* Work task *
As the answer, give a copy of each line below that includes the word "router".

◇ ◇ ◇ ◇

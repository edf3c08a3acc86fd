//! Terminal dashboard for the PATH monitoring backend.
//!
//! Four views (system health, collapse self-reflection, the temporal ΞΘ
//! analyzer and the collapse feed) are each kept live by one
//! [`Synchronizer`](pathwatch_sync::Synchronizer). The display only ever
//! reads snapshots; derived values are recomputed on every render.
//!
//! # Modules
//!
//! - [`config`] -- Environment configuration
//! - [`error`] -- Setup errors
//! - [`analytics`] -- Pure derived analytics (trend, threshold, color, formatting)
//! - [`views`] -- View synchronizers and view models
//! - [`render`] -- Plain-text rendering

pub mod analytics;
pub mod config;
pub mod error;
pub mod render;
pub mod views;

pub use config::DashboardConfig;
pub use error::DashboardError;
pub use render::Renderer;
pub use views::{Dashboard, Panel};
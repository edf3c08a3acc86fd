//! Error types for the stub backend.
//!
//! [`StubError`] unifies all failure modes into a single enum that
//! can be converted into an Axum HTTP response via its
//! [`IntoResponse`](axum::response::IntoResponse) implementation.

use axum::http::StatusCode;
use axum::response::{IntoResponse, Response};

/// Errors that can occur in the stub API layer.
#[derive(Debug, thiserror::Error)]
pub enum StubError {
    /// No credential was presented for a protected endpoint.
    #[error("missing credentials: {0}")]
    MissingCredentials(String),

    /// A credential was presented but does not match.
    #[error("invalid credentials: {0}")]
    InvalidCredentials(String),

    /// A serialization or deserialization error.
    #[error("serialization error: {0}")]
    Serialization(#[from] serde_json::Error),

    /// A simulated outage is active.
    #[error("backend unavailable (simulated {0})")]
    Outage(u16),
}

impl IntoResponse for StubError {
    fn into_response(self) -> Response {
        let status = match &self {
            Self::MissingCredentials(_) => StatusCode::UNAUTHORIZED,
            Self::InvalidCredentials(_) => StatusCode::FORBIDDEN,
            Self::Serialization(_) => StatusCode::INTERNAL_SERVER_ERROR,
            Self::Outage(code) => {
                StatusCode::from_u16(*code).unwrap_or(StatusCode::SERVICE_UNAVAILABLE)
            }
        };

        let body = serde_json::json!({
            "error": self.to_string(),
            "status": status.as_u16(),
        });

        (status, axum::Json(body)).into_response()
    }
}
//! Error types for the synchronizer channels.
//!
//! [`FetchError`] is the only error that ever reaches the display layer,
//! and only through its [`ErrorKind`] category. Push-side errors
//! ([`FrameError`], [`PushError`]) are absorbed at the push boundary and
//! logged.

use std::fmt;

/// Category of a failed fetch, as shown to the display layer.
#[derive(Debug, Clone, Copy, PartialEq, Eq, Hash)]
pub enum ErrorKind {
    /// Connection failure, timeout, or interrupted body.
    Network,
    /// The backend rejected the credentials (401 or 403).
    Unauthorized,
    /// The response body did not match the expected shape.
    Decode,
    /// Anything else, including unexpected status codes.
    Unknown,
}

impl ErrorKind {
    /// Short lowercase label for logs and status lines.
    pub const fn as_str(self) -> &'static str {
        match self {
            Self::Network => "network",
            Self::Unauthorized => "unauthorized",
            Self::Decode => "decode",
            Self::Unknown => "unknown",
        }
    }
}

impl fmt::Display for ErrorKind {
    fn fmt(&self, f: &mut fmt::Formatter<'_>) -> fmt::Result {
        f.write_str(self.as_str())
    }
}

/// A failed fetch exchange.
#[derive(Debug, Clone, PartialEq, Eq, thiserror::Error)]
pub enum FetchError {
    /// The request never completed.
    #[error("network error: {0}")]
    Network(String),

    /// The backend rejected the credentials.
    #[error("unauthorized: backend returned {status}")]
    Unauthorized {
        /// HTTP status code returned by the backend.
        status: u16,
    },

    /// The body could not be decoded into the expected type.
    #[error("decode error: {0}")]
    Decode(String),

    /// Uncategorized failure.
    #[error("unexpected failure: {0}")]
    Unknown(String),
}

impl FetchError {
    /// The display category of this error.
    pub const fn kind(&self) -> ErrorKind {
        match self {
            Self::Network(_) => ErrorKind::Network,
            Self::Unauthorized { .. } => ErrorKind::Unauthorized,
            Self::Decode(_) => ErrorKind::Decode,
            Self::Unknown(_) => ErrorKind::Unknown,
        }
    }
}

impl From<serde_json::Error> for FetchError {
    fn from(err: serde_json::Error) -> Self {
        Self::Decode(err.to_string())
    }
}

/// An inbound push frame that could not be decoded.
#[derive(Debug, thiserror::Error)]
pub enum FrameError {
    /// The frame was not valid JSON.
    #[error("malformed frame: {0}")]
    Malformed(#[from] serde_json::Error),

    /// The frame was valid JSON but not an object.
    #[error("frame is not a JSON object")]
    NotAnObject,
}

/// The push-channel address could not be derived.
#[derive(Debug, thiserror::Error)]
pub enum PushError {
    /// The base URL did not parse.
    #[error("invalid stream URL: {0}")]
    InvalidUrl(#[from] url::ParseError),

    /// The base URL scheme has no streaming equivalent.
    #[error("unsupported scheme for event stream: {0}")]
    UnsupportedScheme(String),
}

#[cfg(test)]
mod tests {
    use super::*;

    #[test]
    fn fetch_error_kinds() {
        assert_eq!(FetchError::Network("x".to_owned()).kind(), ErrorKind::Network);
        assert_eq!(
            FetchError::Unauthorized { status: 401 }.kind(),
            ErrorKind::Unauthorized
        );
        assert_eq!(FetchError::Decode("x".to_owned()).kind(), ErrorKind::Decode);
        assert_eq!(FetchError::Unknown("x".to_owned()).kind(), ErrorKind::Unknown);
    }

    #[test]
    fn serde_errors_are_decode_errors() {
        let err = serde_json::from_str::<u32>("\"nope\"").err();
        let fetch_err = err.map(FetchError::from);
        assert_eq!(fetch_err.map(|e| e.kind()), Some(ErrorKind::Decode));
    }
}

◇ ◇ ◇ ◇

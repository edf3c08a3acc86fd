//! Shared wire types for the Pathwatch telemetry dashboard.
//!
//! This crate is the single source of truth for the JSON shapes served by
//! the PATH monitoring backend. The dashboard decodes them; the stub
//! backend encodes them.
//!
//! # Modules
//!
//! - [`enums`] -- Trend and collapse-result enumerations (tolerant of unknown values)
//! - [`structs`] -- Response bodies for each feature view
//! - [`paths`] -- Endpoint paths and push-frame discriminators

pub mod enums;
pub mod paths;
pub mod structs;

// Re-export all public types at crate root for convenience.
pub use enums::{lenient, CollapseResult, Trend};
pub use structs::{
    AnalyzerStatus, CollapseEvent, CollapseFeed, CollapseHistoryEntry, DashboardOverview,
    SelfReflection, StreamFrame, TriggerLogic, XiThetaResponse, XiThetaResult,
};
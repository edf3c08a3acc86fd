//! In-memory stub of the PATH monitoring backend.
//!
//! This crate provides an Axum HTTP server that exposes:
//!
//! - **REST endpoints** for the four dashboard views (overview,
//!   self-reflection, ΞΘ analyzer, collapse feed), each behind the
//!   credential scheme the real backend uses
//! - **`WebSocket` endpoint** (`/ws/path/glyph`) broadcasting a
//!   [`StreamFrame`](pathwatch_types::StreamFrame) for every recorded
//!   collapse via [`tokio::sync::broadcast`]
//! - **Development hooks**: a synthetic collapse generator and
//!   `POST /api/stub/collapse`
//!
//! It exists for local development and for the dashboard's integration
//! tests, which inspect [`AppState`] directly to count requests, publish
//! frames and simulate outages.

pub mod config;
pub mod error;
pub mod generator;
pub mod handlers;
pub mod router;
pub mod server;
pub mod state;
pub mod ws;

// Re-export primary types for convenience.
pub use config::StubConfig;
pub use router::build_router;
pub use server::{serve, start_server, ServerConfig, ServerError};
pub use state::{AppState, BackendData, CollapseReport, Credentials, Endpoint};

◇ ◇ ◇ ◇

* Exercise solution *
pub mod router;
pub use router::build_router;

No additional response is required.